** Brief **
Each line of the material must be returned exactly.

== Segment start ==

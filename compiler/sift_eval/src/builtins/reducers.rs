//! Reductions.
//!
//! On a scalar argument each of these returns a reducer seeded with that
//! value, which accumulates when merged under a duplicate map key. On a
//! sequence or array it folds all elements at once.
//!
//! `uniques` accepts any storable value, arrays included as whole elements
//! when they come from a sequence.

use sift_diagnostic::empty_input;
use sift_ir::Type;
use sift_types::{Registry, Resolution};
use sift_value::{native, MapMode, NativeFn, ReduceKind, Reducer, Sequence, Value};

const KINDS: [ReduceKind; 7] = [
    ReduceKind::Sum,
    ReduceKind::Min,
    ReduceKind::Max,
    ReduceKind::Avg,
    ReduceKind::Var,
    ReduceKind::Stdev,
    ReduceKind::Uniques,
];

pub(super) fn register(registry: &mut Registry) {
    for kind in KINDS {
        registry.register_poly(kind.name(), move |arg: &Type| resolve(kind, arg));
    }
}

fn accepts(kind: ReduceKind, elem: &Type) -> bool {
    match kind {
        ReduceKind::Min | ReduceKind::Max => elem.atom().is_some(),
        ReduceKind::Uniques => *elem != Type::None && !elem.contains_seq(),
        _ => elem.is_numeric(),
    }
}

fn result_type(kind: ReduceKind, elem: &Type) -> Type {
    match kind {
        ReduceKind::Avg | ReduceKind::Var | ReduceKind::Stdev => Type::real(),
        ReduceKind::Uniques => Type::uint(),
        _ => elem.clone(),
    }
}

fn resolve(kind: ReduceKind, arg: &Type) -> Option<Resolution> {
    let is_array = matches!(arg, Type::Array(_));
    if accepts(kind, arg) && !is_array {
        let seed = Value::default_for(arg, MapMode::default());
        let prototype = Value::reducer(Reducer::new(kind, seed));
        return Some(Resolution::new(result_type(kind, arg), seeded(kind)).with_prototype(prototype));
    }
    let elem = match arg {
        Type::Seq(t) | Type::Array(t) => t,
        _ => return None,
    };
    accepts(kind, elem).then(|| Resolution::new(result_type(kind, elem), fold(kind)))
}

fn seeded(kind: ReduceKind) -> NativeFn {
    native(move |input, out| {
        *out = Value::reducer(Reducer::new(kind, input.plain().into_owned()));
        Ok(())
    })
}

/// Fold every element. An empty sum or unique count leaves the zero holder
/// in place.
fn fold(kind: ReduceKind) -> NativeFn {
    native(move |input, out| {
        let seq = Sequence::wrap(input.clone());
        let Some(first) = seq.next()? else {
            return match kind {
                ReduceKind::Sum | ReduceKind::Uniques => Ok(()),
                _ => Err(empty_input(kind.name())),
            };
        };
        let mut acc = Reducer::new(kind, first);
        while let Some(v) = seq.next()? {
            acc.merge(&Reducer::new(kind, v))?;
        }
        acc.finish();
        *out = acc.into_value();
        Ok(())
    })
}
//! Scatter/gather execution.
//!
//! The program is split at the first `-->`. Every worker runs its own
//! compiled copy of the scatter half on its own thread, pulling lines one at
//! a time from a shared source, and streams its output through a bounded
//! channel. The gather half runs on the calling thread over the merged
//! stream. Elements keep their order within a worker; there is no order
//! across workers.

use crossbeam::channel::{self, Receiver, Select, Sender};
use rayon::prelude::*;

use sift_diagnostic::{worker_failed, EngineError, Error, Result, TypeError};
use sift_eval::Executor;
use sift_ir::Type;
use sift_types::Program;
use sift_value::{EvalResult, Iterate, Sequence, Value};

use crate::input::SharedSource;
use crate::Session;

/// Separates the scatter and gather halves of a program.
pub const SPLIT: &str = "-->";

/// The two halves of a parallel program.
#[derive(Copy, Clone, Debug, PartialEq, Eq)]
pub struct Split<'a> {
    pub scatter: &'a str,
    /// `@` when the program has no gather half.
    pub gather: &'a str,
    /// Byte offset of `gather` in the whole program.
    pub gather_offset: usize,
}

impl<'a> Split<'a> {
    pub fn new(source: &'a str) -> Self {
        match source.find(SPLIT) {
            Some(at) => {
                let gather_offset = at + SPLIT.len();
                let gather = &source[gather_offset..];
                Split {
                    scatter: &source[..at],
                    gather: if gather.trim().is_empty() { "@" } else { gather },
                    gather_offset,
                }
            }
            None => Split {
                scatter: source,
                gather: "@",
                gather_offset: source.len(),
            },
        }
    }
}

type Item = EvalResult<Value>;

/// Run `source` with `workers` scatter threads over `input` and render the
/// gathered result.
#[tracing::instrument(level = "debug", skip_all, fields(workers = workers))]
pub fn run(session: &Session, source: &str, workers: usize, input: impl Iterate + 'static) -> Result<String> {
    let split = Split::new(source);
    let workers = workers.max(1);
    let lines = Type::seq(Type::string());

    let compiled = (0..workers)
        .into_par_iter()
        .map(|index| {
            let mut worker = session.fork();
            if index > 0 {
                worker = worker.with_verbosity(0);
            }
            let program = worker.compile(split.scatter, &lines)?;
            let executor = worker.executor(&program)?;
            Ok((program, executor))
        })
        .collect::<Result<Vec<(Program, Executor)>>>()?;

    let Some((first, _)) = compiled.first() else {
        return Err(EngineError::new("no scatter workers").into());
    };
    let output = first.result.as_seq();
    if let Some(elem) = output.seq_element().filter(|t| t.contains_seq()) {
        return Err(TypeError::StoredSequence {
            context: "worker output",
            found: elem.clone(),
        }
        .into());
    }

    let mut gatherer = session.fork();
    let gather = match gatherer.compile(split.gather, &output) {
        Err(Error::Parse(mut err)) => {
            err.offset += split.gather_offset;
            return Err(err.into());
        }
        other => other?,
    };
    let gather = gatherer.executor(&gather)?;
    tracing::debug!(workers, output = %output, "scatter/gather compiled");

    let shared = SharedSource::new(input);
    std::thread::scope(|scope| -> Result<String> {
        let mut receivers = Vec::with_capacity(compiled.len());
        for (index, (_, executor)) in compiled.iter().enumerate() {
            let (tx, rx) = channel::bounded(1);
            let lines = shared.sequence();
            scope.spawn(move || scatter(index, executor, lines, &tx));
            receivers.push(rx);
        }
        let merged = Value::seq(Sequence::new(Merge { receivers }));
        let result = gather.run(merged)?;
        Ok(result.to_text()?)
    })
}

/// Body of one worker thread.
fn scatter(index: usize, executor: &Executor, lines: Sequence, out: &Sender<Item>) {
    let _span = tracing::debug_span!("worker", index).entered();
    let produced = match executor.run(Value::seq(lines)) {
        Ok(value) => Sequence::wrap(value),
        Err(err) => {
            let _ = out.send(Err(worker_failed(index, err.to_string())));
            return;
        }
    };
    let mut sent = 0usize;
    loop {
        let item = match produced.next() {
            Ok(Some(value)) => Ok(value),
            Ok(None) => break,
            Err(err) => Err(worker_failed(index, err.to_string())),
        };
        let failed = item.is_err();
        // A send fails once the gather side has stopped listening.
        if out.send(item).is_err() || failed {
            break;
        }
        sent += 1;
    }
    tracing::debug!(sent, "worker finished");
}

/// Fan-in over the live worker channels.
struct Merge {
    receivers: Vec<Receiver<Item>>,
}

impl Iterate for Merge {
    fn next(&mut self) -> EvalResult<Option<Value>> {
        while !self.receivers.is_empty() {
            let (index, received) = {
                let mut select = Select::new();
                for rx in &self.receivers {
                    select.recv(rx);
                }
                let op = select.select();
                let index = op.index();
                (index, op.recv(&self.receivers[index]))
            };
            match received {
                Ok(item) => return item.map(Some),
                Err(_) => {
                    self.receivers.swap_remove(index);
                }
            }
        }
        Ok(None)
    }
}

#[cfg(test)]
#[allow(
    clippy::unwrap_used,
    reason = "tests use unwrap to panic on unexpected state"
)]
mod tests;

== Segment end ==

** Answer to this task **
filename compiler/sift_eval/src/builtins/reducers.rs
//! Reductions.
//!
//! On a scalar argument each of these returns a reducer seeded with that
//! value, which accumulates when merged under a duplicate map key. On a
//! sequence or array it folds all elements at once.
//!
//! `uniques` accepts any storable value, arrays included as whole elements
//! when they come from a sequence.

use sift_diagnostic::empty_input;
use sift_ir::Type;
use sift_types::{Registry, Resolution};
use sift_value::{native, MapMode, NativeFn, ReduceKind, Reducer, Sequence, Value};

const KINDS: [ReduceKind; 7] = [
    ReduceKind::Sum,
    ReduceKind::Min,
    ReduceKind::Max,
    ReduceKind::Avg,
    ReduceKind::Var,
    ReduceKind::Stdev,
    ReduceKind::Uniques,
];

pub(super) fn register(registry: &mut Registry) {
    for kind in KINDS {
        registry.register_poly(kind.name(), move |arg: &Type| resolve(kind, arg));
    }
}

fn accepts(kind: ReduceKind, elem: &Type) -> bool {
    match kind {
        ReduceKind::Min | ReduceKind::Max => elem.atom().is_some(),
        ReduceKind::Uniques => *elem != Type::None && !elem.contains_seq(),
        _ => elem.is_numeric(),
    }
}

fn result_type(kind: ReduceKind, elem: &Type) -> Type {
    match kind {
        ReduceKind::Avg | ReduceKind::Var | ReduceKind::Stdev => Type::real(),
        ReduceKind::Uniques => Type::uint(),
        _ => elem.clone(),
    }
}

fn resolve(kind: ReduceKind, arg: &Type) -> Option<Resolution> {
    let is_array = matches!(arg, Type::Array(_));
    if accepts(kind, arg) && !is_array {
        let seed = Value::default_for(arg, MapMode::default());
        let prototype = Value::reducer(Reducer::new(kind, seed));
        return Some(Resolution::new(result_type(kind, arg), seeded(kind)).with_prototype(prototype));
    }
    let elem = match arg {
        Type::Seq(t) | Type::Array(t) => t,
        _ => return None,
    };
    accepts(kind, elem).then(|| Resolution::new(result_type(kind, elem), fold(kind)))
}

fn seeded(kind: ReduceKind) -> NativeFn {
    native(move |input, out| {
        *out = Value::reducer(Reducer::new(kind, input.plain().into_owned()));
        Ok(())
    })
}

/// Fold every element. An empty sum or unique count leaves the zero holder
/// in place.
fn fold(kind: ReduceKind) -> NativeFn {
    native(move |input, out| {
        let seq = Sequence::wrap(input.clone());
        let Some(first) = seq.next()? else {
            return match kind {
                ReduceKind::Sum | ReduceKind::Uniques => Ok(()),
                _ => Err(empty_input(kind.name())),
            };
        };
        let mut acc = Reducer::new(kind, first);
        while let Some(v) = seq.next()? {
            acc.merge(&Reducer::new(kind, v))?;
        }
        acc.finish();
        *out = acc.into_value();
        Ok(())
    })
}
//! Scatter/gather execution.
//!
//! The program is split at the first `-->`. Every worker runs its own
//! compiled copy of the scatter half on its own thread, pulling lines one at
//! a time from a shared source, and streams its output through a bounded
//! channel. The gather half runs on the calling thread over the merged
//! stream. Elements keep their order within a worker; there is no order
//! across workers.

use crossbeam::channel::{self, Receiver, Select, Sender};
use rayon::prelude::*;

use sift_diagnostic::{worker_failed, EngineError, Error, Result, TypeError};
use sift_eval::Executor;
use sift_ir::Type;
use sift_types::Program;
use sift_value::{EvalResult, Iterate, Sequence, Value};

use crate::input::SharedSource;
use crate::Session;

/// Separates the scatter and gather halves of a program.
pub const SPLIT: &str = "-->";

/// The two halves of a parallel program.
#[derive(Copy, Clone, Debug, PartialEq, Eq)]
pub struct Split<'a> {
    pub scatter: &'a str,
    /// `@` when the program has no gather half.
    pub gather: &'a str,
    /// Byte offset of `gather` in the whole program.
    pub gather_offset: usize,
}

impl<'a> Split<'a> {
    pub fn new(source: &'a str) -> Self {
        match source.find(SPLIT) {
            Some(at) => {
                let gather_offset = at + SPLIT.len();
                let gather = &source[gather_offset..];
                Split {
                    scatter: &source[..at],
                    gather: if gather.trim().is_empty() { "@" } else { gather },
                    gather_offset,
                }
            }
            None => Split {
                scatter: source,
                gather: "@",
                gather_offset: source.len(),
            },
        }
    }
}

type Item = EvalResult<Value>;

/// Run `source` with `workers` scatter threads over `input` and render the
/// gathered result.
#[tracing::instrument(level = "debug", skip_all, fields(workers = workers))]
pub fn run(session: &Session, source: &str, workers: usize, input: impl Iterate + 'static) -> Result<String> {
    let split = Split::new(source);
    let workers = workers.max(1);
    let lines = Type::seq(Type::string());

    let compiled = (0..workers)
        .into_par_iter()
        .map(|index| {
            let mut worker = session.fork();
            if index > 0 {
                worker = worker.with_verbosity(0);
            }
            let program = worker.compile(split.scatter, &lines)?;
            let executor = worker.executor(&program)?;
            Ok((program, executor))
        })
        .collect::<Result<Vec<(Program, Executor)>>>()?;

    let Some((first, _)) = compiled.first() else {
        return Err(EngineError::new("no scatter workers").into());
    };
    let output = first.result.as_seq();
    if let Some(elem) = output.seq_element().filter(|t| t.contains_seq()) {
        return Err(TypeError::StoredSequence {
            context: "worker output",
            found: elem.clone(),
        }
        .into());
    }

    let mut gatherer = session.fork();
    let gather = match gatherer.compile(split.gather, &output) {
        Err(Error::Parse(mut err)) => {
            err.offset += split.gather_offset;
            return Err(err.into());
        }
        other => other?,
    };
    let gather = gatherer.executor(&gather)?;
    tracing::debug!(workers, output = %output, "scatter/gather compiled");

    let shared = SharedSource::new(input);
    std::thread::scope(|scope| -> Result<String> {
        let mut receivers = Vec::with_capacity(compiled.len());
        for (index, (_, executor)) in compiled.iter().enumerate() {
            let (tx, rx) = channel::bounded(1);
            let lines = shared.sequence();
            scope.spawn(move || scatter(index, executor, lines, &tx));
            receivers.push(rx);
        }
        let merged = Value::seq(Sequence::new(Merge { receivers }));
        let result = gather.run(merged)?;
        Ok(result.to_text()?)
    })
}

/// Body of one worker thread.
fn scatter(index: usize, executor: &Executor, lines: Sequence, out: &Sender<Item>) {
    let _span = tracing::debug_span!("worker", index).entered();
    let produced = match executor.run(Value::seq(lines)) {
        Ok(value) => Sequence::wrap(value),
        Err(err) => {
            let _ = out.send(Err(worker_failed(index, err.to_string())));
            return;
        }
    };
    let mut sent = 0usize;
    loop {
        let item = match produced.next() {
            Ok(Some(value)) => Ok(value),
            Ok(None) => break,
            Err(err) => Err(worker_failed(index, err.to_string())),
        };
        let failed = item.is_err();
        // A send fails once the gather side has stopped listening.
        if out.send(item).is_err() || failed {
            break;
        }
        sent += 1;
    }
    tracing::debug!(sent, "worker finished");
}

/// Fan-in over the live worker channels.
struct Merge {
    receivers: Vec<Receiver<Item>>,
}

impl Iterate for Merge {
    fn next(&mut self) -> EvalResult<Option<Value>> {
        while !self.receivers.is_empty() {
            let (index, received) = {
                let mut select = Select::new();
                for rx in &self.receivers {
                    select.recv(rx);
                }
                let op = select.select();
                let index = op.index();
                (index, op.recv(&self.receivers[index]))
            };
            match received {
                Ok(item) => return item.map(Some),
                Err(_) => {
                    self.receivers.swap_remove(index);
                }
            }
        }
        Ok(None)
    }
}

#[cfg(test)]
#[allow(
    clippy::unwrap_used,
    reason = "tests use unwrap to panic on unexpected state"
)]
mod tests;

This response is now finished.